Thank you to all those people who responded to the online questionnaire about the BU Research Themes.  There were 273 responses!  On this basis we can reduce the short list of twelve societal themes down to ten as set out in the briefing paper (available from  – I:\CRKT\Public\RDU\Research themes\Paper.docx).  The ten are:

  • Health and wellbeing
  • Recreation and leisure
  • Culture and society or Society & Social Change
  • Environmental change and biodiversity
  • Green economy and sustainability
  • Creative and digital economies
  • Aging
  • Learning and public engagement
  • Entrepreneurship and economic growth
  • Technology and design

We urgently need some champions to ‘flesh-out’ these themes to help scope them and allow us to ‘road test’ them further.  I am looking for as many views as possible for each theme; just fill out the template (available from  – I:\CRKT\Public\Research themes\Form.doc) and e-mail it back to me.  The idea is to then distill these views and produce a scope for each; if there are no champions forthcoming then we may be able to reduce the list further.  I need the templates back by the 27 May if possible; thank you!

Matthew Bennett

PVC (Research, Enterprise & Internationalisation)

(The documents are saved to the I-drive. If you are on-campus then you need to copy and paste the file pathway into an internet browser.

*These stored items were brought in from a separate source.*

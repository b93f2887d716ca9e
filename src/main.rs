use std::process::ExitCode;

use tracing_subscriber::{EnvFilter, fmt, prelude::*};

mod cli;

fn main() -> ExitCode {
	let args = std::env::args().skip(1).collect::<Vec<_>>();
	let args = args.iter().map(String::as_str).collect::<Vec<_>>();
	let args = cli::parse_args(&args);

	let filter = EnvFilter::try_from_default_env().unwrap_or_else(|_| EnvFilter::new("warn"));
	let (json, compact) = match args.log_format {
		cli::LogFormat::Json => (Some(fmt::layer().json().with_writer(std::io::stderr)), None),
		cli::LogFormat::Compact => (None, Some(fmt::layer().compact().with_writer(std::io::stderr))),
	};
	tracing_subscriber::registry().with(filter).with(json).with(compact).init();

	match cli::run(args) {
		Ok(()) => ExitCode::SUCCESS,
		Err(report) => {
			eprintln!("{report:?}");
			ExitCode::FAILURE
		}
	}
}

If you are unable to access them please contact Julie Northam who will email you the documents).

BU Studentship Competition 2011

We are delighted to announce that up to 20 match-funded studentships are available for October 2011, or January 2012 starts.  These will be allocated to project teams on the basis of a competitive process across the whole of BU led by Professor Matthew Bennett (PVC Research, Enterprise & Internationalisation) and the Graduate School.  Only the best projects will be funded and proceed to advert as set out in the criteria below.  Preference will be given to those projects demonstrating match-funding, however exceptionally innovative or timely projects on a non-applied theme will be considered for full funding.  Applications should be submitted to Fiona Knight (Graduate School Manager) no later than the 13 June 2011.  Staff are asked to check the eligibility criteria carefully before applying.  Good luck!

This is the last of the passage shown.